Cinema News — 15 febbraio 2014

Titolo: Monuments Men
Regia: George Clooney
Sceneggiatura: George Clooney, Grant Heslov
Soggetto: Tratto dal libro “The Monuments Men” di Robert Edsel e Brett Witter
Fotografia: Phedon Papamichael
Montaggio: Stephen Mirrione
Musiche: Alexandre Desplat
Cast: George Clooney, Matt Damon, John Goodman, Bill Murray, Bob Balaban, Cate Blanchett, Jean Dujardin, Hugh Bonneville
Produzione: Columbia Pictures, 20th Century Fox, Smokehouse Pictures, Studio Babelsberg Distribuzione: 20th Century Fox
Nazionalità: USA, Germania,
Anno: 2014
Durata: 118 minuti

Ho sempre pensato che le opere d’arte, tutta la cultura che giunge dal nostro passato, frutto del genio dei nostri avi, ci appartengano di diritto. Nessuno dovrebbe privarci del loro splendore, della loro storia. Né un re, né un presidente, né un papa, tantomeno un dittatore.

George Clooney porta sul grande schermo una storia da pochi conosciuta, quella dei “Monuments Men”: un gruppo di professori ed esperti d’arte capitanati da Frank Stokes, che durante la Seconda Guerra Mondiale vennero incaricati da Roosvelt di recuperare le opere d’arte fatte rubare da Hitler dai musei europei e dalle collezioni private degli ebrei. Tutte destinate al futuro “Museo del Führer”, mentre molti capolavori considerati arte degenerata, come quelli di Picasso, Klee e Mirò, furono distrutti.

Un cast eccezionale: John Goodman, Bill Murray, Matt Damon, l’attore francese premio Oscar 2012 Jean Dujardin e Cate Blanchett.  E lo stesso George Clooney: dopo Good night and good luck fa di nuovo un salto nel passato, racconta le gesta di uomini disposti a sacrificare la vita per salvare la cultura. Quella senza la quale non avremmo identità. “Se distruggi la cultura di un’intera generazione di un popolo è come se non fosse mai esistito”.

Con un “tantino” di patriottismo Clooney elogia i “suoi soldati” e l’America “salvatrice” anche dell’arte. Un po’ sottotono però questa sua ultima fatica che tuttavia ha il merito di accendere i riflettori su una vicenda ingiustamente trascurata dai libri di Storia. È stato semplice scivolare nella retorica ed è mancato quel guizzo d’originalità presente nei film precedenti di Clooney.

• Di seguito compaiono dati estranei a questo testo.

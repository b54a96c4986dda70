//! Cardiac triage tree and its traversal.

use tracing::{debug, instrument};

use crate::domain::attributes::{ChestPain, EcgResult, PatientRecord};
use crate::domain::entities::{Outcome, TreeNode};
use crate::domain::step::{StepRecorder, Trace};
use crate::domain::tree::DecisionTree;

static NODES: [TreeNode; 13] = [
    TreeNode::root(500, 80, "Chest Pain"),
    // severe / radiating
    TreeNode::decision(1, (300, 180), "ECG", 1, 0, "Severe/Radiating"),
    TreeNode::leaf(2, (180, 280), "Immediate\nHospitalization", 2, 1, "Abnormal", Outcome::Emergency),
    TreeNode::decision(3, (420, 280), "BP", 2, 1, "Normal"),
    TreeNode::decision(4, (350, 400), "Cholesterol", 3, 3, "≥ 140/90"),
    TreeNode::leaf(5, (260, 520), "Prescribe Statins\n+ Monitoring", 4, 4, "≥ 240", Outcome::Treatment),
    TreeNode::leaf(6, (440, 520), "Lifestyle\nModification", 4, 4, "< 240", Outcome::Lifestyle),
    TreeNode::leaf(7, (560, 400), "Lifestyle\nChanges", 3, 3, "< 140/90", Outcome::Lifestyle),
    // mild / occasional
    TreeNode::decision(8, (700, 180), "ECG", 1, 0, "Mild/Occasional"),
    TreeNode::decision(9, (600, 280), "BP", 2, 8, "Abnormal"),
    TreeNode::leaf(10, (540, 400), "Lifestyle\nChanges", 3, 9, "≥ 140/90", Outcome::Lifestyle),
    TreeNode::leaf(11, (660, 400), "Diet + Exercise\nCounseling", 3, 9, "< 140/90", Outcome::Counseling),
    TreeNode::leaf(12, (800, 280), "Diet + Exercise\nCounseling", 2, 8, "Normal", Outcome::Counseling),
];

pub static TREE: DecisionTree = DecisionTree::new(&NODES);

const BP_THRESHOLD: f64 = 140.0;
const CHOLESTEROL_THRESHOLD: f64 = 240.0;

const ECG_RUNNING: &str = "Performing ECG analysis...";
const MEASURING_BP: &str = "Measuring blood pressure...";
const COUNSELING: &str = "Recommendation: Diet + exercise counseling 🥗";

/// Walk the cardiology tree for `patient`.
///
/// Values are not range-checked here; see [`PatientRecord::validate`].
#[instrument(level = "debug", skip(patient))]
pub fn trace(patient: &PatientRecord) -> Trace {
    let mut rec = StepRecorder::begin(TREE, "Analyzing patient: Evaluating chest pain severity...");

    match patient.chest_pain {
        ChestPain::SevereRadiating => {
            rec.descend(
                0,
                1,
                "Chest pain is severe/radiating → Proceeding with immediate ECG",
                ECG_RUNNING,
            );

            if patient.ecg == EcgResult::Abnormal {
                rec.descend(
                    1,
                    2,
                    "ECG shows abnormalities → Emergency protocol",
                    "URGENT: Immediate hospitalization + emergency care required 🚨",
                );
            } else {
                rec.descend(1, 3, "ECG is normal → Checking blood pressure", MEASURING_BP);

                if patient.blood_pressure >= BP_THRESHOLD {
                    rec.descend(
                        3,
                        4,
                        format!(
                            "BP is {}/90 (≥ 140/90) → Checking cholesterol",
                            patient.blood_pressure
                        ),
                        "Analyzing cholesterol levels...",
                    );

                    if patient.cholesterol >= CHOLESTEROL_THRESHOLD {
                        rec.descend(
                            4,
                            5,
                            format!(
                                "Cholesterol is {} mg/dL (≥ 240) → Medical intervention required",
                                patient.cholesterol
                            ),
                            "Treatment: Prescribe statins + cardiac monitoring 💊",
                        );
                    } else {
                        rec.descend(
                            4,
                            6,
                            format!(
                                "Cholesterol is {} mg/dL (< 240) → Lifestyle changes recommended",
                                patient.cholesterol
                            ),
                            "Recommendation: Lifestyle modification + diet plan 🏃",
                        );
                    }
                } else {
                    rec.descend(
                        3,
                        7,
                        format!(
                            "BP is {}/90 (< 140/90) → Lifestyle management",
                            patient.blood_pressure
                        ),
                        "Recommendation: Lifestyle changes for prevention 🏃",
                    );
                }
            }
        }
        ChestPain::MildOccasional => {
            rec.descend(
                0,
                8,
                "Chest pain is mild/occasional → Standard ECG screening",
                ECG_RUNNING,
            );

            if patient.ecg == EcgResult::Abnormal {
                rec.descend(
                    8,
                    9,
                    "ECG shows abnormalities → Checking blood pressure",
                    MEASURING_BP,
                );

                if patient.blood_pressure >= BP_THRESHOLD {
                    rec.descend(
                        9,
                        10,
                        format!(
                            "BP is {}/90 (≥ 140/90) → Lifestyle intervention",
                            patient.blood_pressure
                        ),
                        "Recommendation: Lifestyle changes required 🏃",
                    );
                } else {
                    rec.descend(
                        9,
                        11,
                        format!(
                            "BP is {}/90 (< 140/90) → Preventive care",
                            patient.blood_pressure
                        ),
                        COUNSELING,
                    );
                }
            } else {
                rec.descend(8, 12, "ECG is normal → Preventive counseling", COUNSELING);
            }
        }
    }

    let trace = rec.finish();
    debug!(leaf = trace.leaf, path = ?trace.path, "cardiology traversal complete");
    trace
}
impl ClockState {
    /// Creates a tracker with the initial clock sequence, of which only the low 14 bits are used.
    pub const fn new(clock_seq: u16) -> Self {
        Self {
            last_msecs: 0,
            last_nsecs: 0,
            clock_seq: clock_seq & MAX_CLOCK_SEQ,
        }
    }

    /// Returns the current clock sequence.
    pub const fn clock_seq(&self) -> u16 {
        self.clock_seq
    }

    /// Returns the `(msecs, nsecs)` pair of the most recent successful call.
    pub const fn last_time(&self) -> (i64, u16) {
        (self.last_msecs, self.last_nsecs)
    }

    /// Moves the state to `msecs` and returns the `(nsecs, clock_seq)` to use for it.
    ///
    /// Explicit `nsecs` or `clock_seq` values are used as given rather than derived from the
    /// state, but still become the basis for the next call. The state is left untouched on error.
    pub fn advance(
        &mut self,
        msecs: i64,
        nsecs: Option<u16>,
        clock_seq: Option<u16>,
    ) -> Result<(u16, u16), GenerateError> {
        let mut next_clock_seq = clock_seq.map_or(self.clock_seq, |e| e & MAX_CLOCK_SEQ);
        let mut next_nsecs = nsecs.unwrap_or(self.last_nsecs + 1);

        // elapsed time in 100-nanosecond units
        let dt = (msecs as i128 - self.last_msecs as i128) * NSECS_PER_MSEC as i128
            + (next_nsecs as i128 - self.last_nsecs as i128);

        if dt < 0 && clock_seq.is_none() {
            next_clock_seq = (next_clock_seq + 1) & MAX_CLOCK_SEQ;
            tracing::debug!(
                msecs,
                last_msecs = self.last_msecs,
                clock_seq = next_clock_seq,
                "clock regression; bumped clock sequence"
            );
        }

        if (dt < 0 || msecs > self.last_msecs) && nsecs.is_none() {
            next_nsecs = 0;
        }

        if next_nsecs >= NSECS_PER_MSEC {
            tracing::debug!(msecs, "more than 10000 uuids requested within a millisecond");
            return Err(GenerateError::RateExceeded);
        }

        self.last_msecs = msecs;
        self.last_nsecs = next_nsecs;
        self.clock_seq = next_clock_seq;
        Ok((next_nsecs, next_clock_seq))
    }
}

Fa riflettere sull’importanza delle opere di grandi artisti e fa male la consapevolezza che molto di quel patrimonio che spettava di diritto a tutte le generazioni future è stato distrutto dalla cieca follia di un uomo e dei suoi fedeli. Per amore dell’arte vale la pena sacrificare la vita? È questa la domanda costante in tutto il film. Io invece mi chiedo un’altra cosa: quanti delle generazioni successive e di quelle future hanno meritato e meriteranno questo sacrificio?